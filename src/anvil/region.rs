//! Anvil region (`.mca`) assembly and parsing.
//!
//! A region file is 1026 sectors of 4096 bytes: sector 0 holds 1024 location
//! records, sector 1 holds 1024 timestamps, and chunk `i` owns the single
//! sector at byte `(i + 2) * 4096`. Chunk payloads are zlib-compressed NBT
//! prefixed with a `u32be` length and a compression-type byte.

use std::io::{Read, Write};
use std::path::Path;
use std::time::{SystemTime, UNIX_EPOCH};

use byteorder::{BigEndian, ReadBytesExt};
use flate2::read::ZlibDecoder;
use flate2::write::ZlibEncoder;
use flate2::Compression;
use glam::UVec3;
use rayon::prelude::*;

use crate::util::{Error, Result};

use super::nbt::{NbtWriter, Tag};
use super::pack;

/// Chunks per region (32 x 32).
pub const REGION_CHUNKS: usize = 1024;
/// Region sector granularity.
pub const SECTOR_SIZE: usize = 4096;
/// Save-format revision written into every chunk (Minecraft 1.18.2).
pub const DATA_VERSION: i32 = 2975;

const HEADER_SECTORS: usize = 2;
const COMPRESSION_ZLIB: u8 = 2;
/// Lowest section index (yPos); 1.18 worlds start at y = -64.
const MIN_SECTION_Y: i32 = -4;

/// Write region file `r.<rx>.<rz>.mca` covering one tile occupancy grid.
///
/// `dims.y` must be a whole number of 16-voxel sections. All 1024 chunk
/// slots are populated; chunks beyond the grid extent come out as air. Chunk
/// buffers are built concurrently, each worker owning the disjoint location,
/// timestamp and payload slots of its chunk indices.
pub fn write_region(
    path: &Path,
    rx: i32,
    rz: i32,
    palette: &[String],
    grid: &[u32],
    dims: UVec3,
) -> Result<()> {
    assert!(!palette.is_empty());
    assert_eq!(dims.y % 16, 0, "tile height must be whole sections");

    let mut buffer = vec![0u8; (HEADER_SECTORS + REGION_CHUNKS) * SECTOR_SIZE];
    let timestamp = SystemTime::now()
        .duration_since(UNIX_EPOCH)
        .map(|d| d.as_secs() as u32)
        .unwrap_or(0);

    let (locations, rest) = buffer.split_at_mut(SECTOR_SIZE);
    let (timestamps, payload) = rest.split_at_mut(SECTOR_SIZE);

    locations
        .par_chunks_mut(4)
        .zip(timestamps.par_chunks_mut(4))
        .zip(payload.par_chunks_mut(SECTOR_SIZE))
        .enumerate()
        .try_for_each(|(i, ((location, stamp), slot))| -> Result<()> {
            let (cx, cz) = ((i % 32) as u32, (i / 32) as u32);

            let chunk = encode_chunk(rx, rz, cx, cz, palette, grid, dims);
            let compressed = deflate(chunk.as_bytes())?;
            // Fixed one-sector spacing: an oversized payload would bleed
            // into the next chunk's slot, so refuse it instead.
            if 5 + compressed.len() > SECTOR_SIZE {
                return Err(Error::ChunkOverflow {
                    cx,
                    cz,
                    size: 5 + compressed.len(),
                    limit: SECTOR_SIZE,
                });
            }

            location.copy_from_slice(&((((i as u32) + 2) << 8) | 1).to_be_bytes());
            stamp.copy_from_slice(&timestamp.to_be_bytes());
            slot[..4].copy_from_slice(&(compressed.len() as u32 + 1).to_be_bytes());
            slot[4] = COMPRESSION_ZLIB;
            slot[5..5 + compressed.len()].copy_from_slice(&compressed);
            Ok(())
        })?;

    let mut file =
        std::fs::File::create(path).map_err(|e| Error::write_failed(path, e))?;
    file.write_all(&buffer)
        .map_err(|e| Error::write_failed(path, e))?;
    Ok(())
}

/// Build the NBT document for chunk `(cx, cz)` of region `(rx, rz)`.
fn encode_chunk(
    rx: i32,
    rz: i32,
    cx: u32,
    cz: u32,
    palette: &[String],
    grid: &[u32],
    dims: UVec3,
) -> NbtWriter {
    let section_count = dims.y / 16;
    let mut nbt = NbtWriter::with_capacity(64 * 1024);

    nbt.begin_compound("");
    nbt.int("DataVersion", DATA_VERSION);
    nbt.int("xPos", rx + cx as i32);
    nbt.int("zPos", rz + cz as i32);
    nbt.int("yPos", MIN_SECTION_Y);
    nbt.string("Status", "full");
    nbt.long("LastUpdate", 0);

    nbt.begin_list("sections", Tag::Compound, section_count);
    for sy in 0..section_count {
        nbt.begin_compound_value();
        nbt.byte("Y", (sy as i32 + MIN_SECTION_Y) as i8);

        nbt.begin_compound("biomes");
        nbt.begin_list("palette", Tag::String, 1);
        nbt.string_value("minecraft:the_void");
        nbt.end_compound();

        nbt.begin_compound("block_states");
        let entries = pack::section_entries(grid, dims, cx, cz, sy);
        if entries.iter().any(|&e| e != 0) {
            nbt.begin_list("palette", Tag::Compound, palette.len() as u32);
            for name in palette {
                nbt.begin_compound_value();
                nbt.string("Name", name);
                nbt.end_compound();
            }
            nbt.long_array("data", &pack::pack_section(&entries));
        } else {
            // All-air section: one-entry palette, no data array
            nbt.begin_list("palette", Tag::Compound, 1);
            nbt.begin_compound_value();
            nbt.string("Name", &palette[0]);
            nbt.end_compound();
        }
        nbt.end_compound();

        nbt.end_compound();
    }

    nbt.begin_list("block_entities", Tag::Compound, 0);
    nbt.begin_compound("Heightmaps");
    nbt.end_compound();
    nbt.begin_list("fluid_ticks", Tag::Compound, 0);
    nbt.begin_list("block_ticks", Tag::Compound, 0);
    nbt.begin_list("entities", Tag::Compound, 0);
    nbt.long("InhabitedTime", 0);

    nbt.begin_list("Lights", Tag::List, section_count);
    for _ in 0..section_count {
        nbt.empty_list_value();
    }
    nbt.begin_list("PostProcessing", Tag::List, section_count);
    for _ in 0..section_count {
        nbt.empty_list_value();
    }

    nbt.begin_compound("CarvingMasks");
    nbt.end_compound();
    nbt.begin_compound("structures");
    nbt.begin_compound("References");
    nbt.end_compound();
    nbt.begin_compound("starts");
    nbt.end_compound();
    nbt.end_compound();

    nbt.end_compound();
    nbt
}

fn deflate(data: &[u8]) -> Result<Vec<u8>> {
    let mut encoder = ZlibEncoder::new(Vec::new(), Compression::best());
    encoder.write_all(data)?;
    Ok(encoder.finish()?)
}

fn inflate(data: &[u8]) -> Result<Vec<u8>> {
    let mut out = Vec::new();
    ZlibDecoder::new(data)
        .read_to_end(&mut out)
        .map_err(|e| Error::invalid_region(format!("failed to inflate chunk: {e}")))?;
    Ok(out)
}

/// One populated chunk slot read back from a region file.
#[derive(Debug, Clone)]
pub struct RegionChunk {
    /// Linear chunk index; local position is `(index % 32, index / 32)`.
    pub index: usize,
    pub timestamp: u32,
    /// Decompressed chunk NBT.
    pub nbt: Vec<u8>,
}

/// Parse a region file, returning its populated chunk slots in index order.
pub fn read_region(path: &Path) -> Result<Vec<RegionChunk>> {
    let data = std::fs::read(path)?;
    if data.len() < HEADER_SECTORS * SECTOR_SIZE {
        return Err(Error::invalid_region("truncated region header"));
    }

    let mut chunks = Vec::new();
    for i in 0..REGION_CHUNKS {
        let location = (&data[i * 4..]).read_u32::<BigEndian>()?;
        if location == 0 {
            continue;
        }
        let offset = (location >> 8) as usize * SECTOR_SIZE;
        let timestamp = (&data[SECTOR_SIZE + i * 4..]).read_u32::<BigEndian>()?;

        if offset + 5 > data.len() {
            return Err(Error::invalid_region(format!(
                "chunk {i} offset {offset} out of bounds"
            )));
        }
        let length = (&data[offset..]).read_u32::<BigEndian>()? as usize;
        if length == 0 || offset + 4 + length > data.len() {
            return Err(Error::invalid_region(format!(
                "chunk {i} length {length} out of bounds"
            )));
        }
        let compression = data[offset + 4];
        if compression != COMPRESSION_ZLIB {
            return Err(Error::invalid_region(format!(
                "chunk {i} has unsupported compression type {compression}"
            )));
        }

        let nbt = inflate(&data[offset + 5..offset + 4 + length])?;
        chunks.push(RegionChunk {
            index: i,
            timestamp,
            nbt,
        });
    }
    Ok(chunks)
}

_____

§ Exercise objective:
Using the entries above, quote each line verbatim from the first through the line that contains "are zlib-compressed NBT".

§ Expected answer:
filename src/anvil/region.rs
//! Anvil region (`.mca`) assembly and parsing.
//!
//! A region file is 1026 sectors of 4096 bytes: sector 0 holds 1024 location
//! records, sector 1 holds 1024 timestamps, and chunk `i` owns the single
//! sector at byte `(i + 2) * 4096`. Chunk payloads are zlib-compressed NBT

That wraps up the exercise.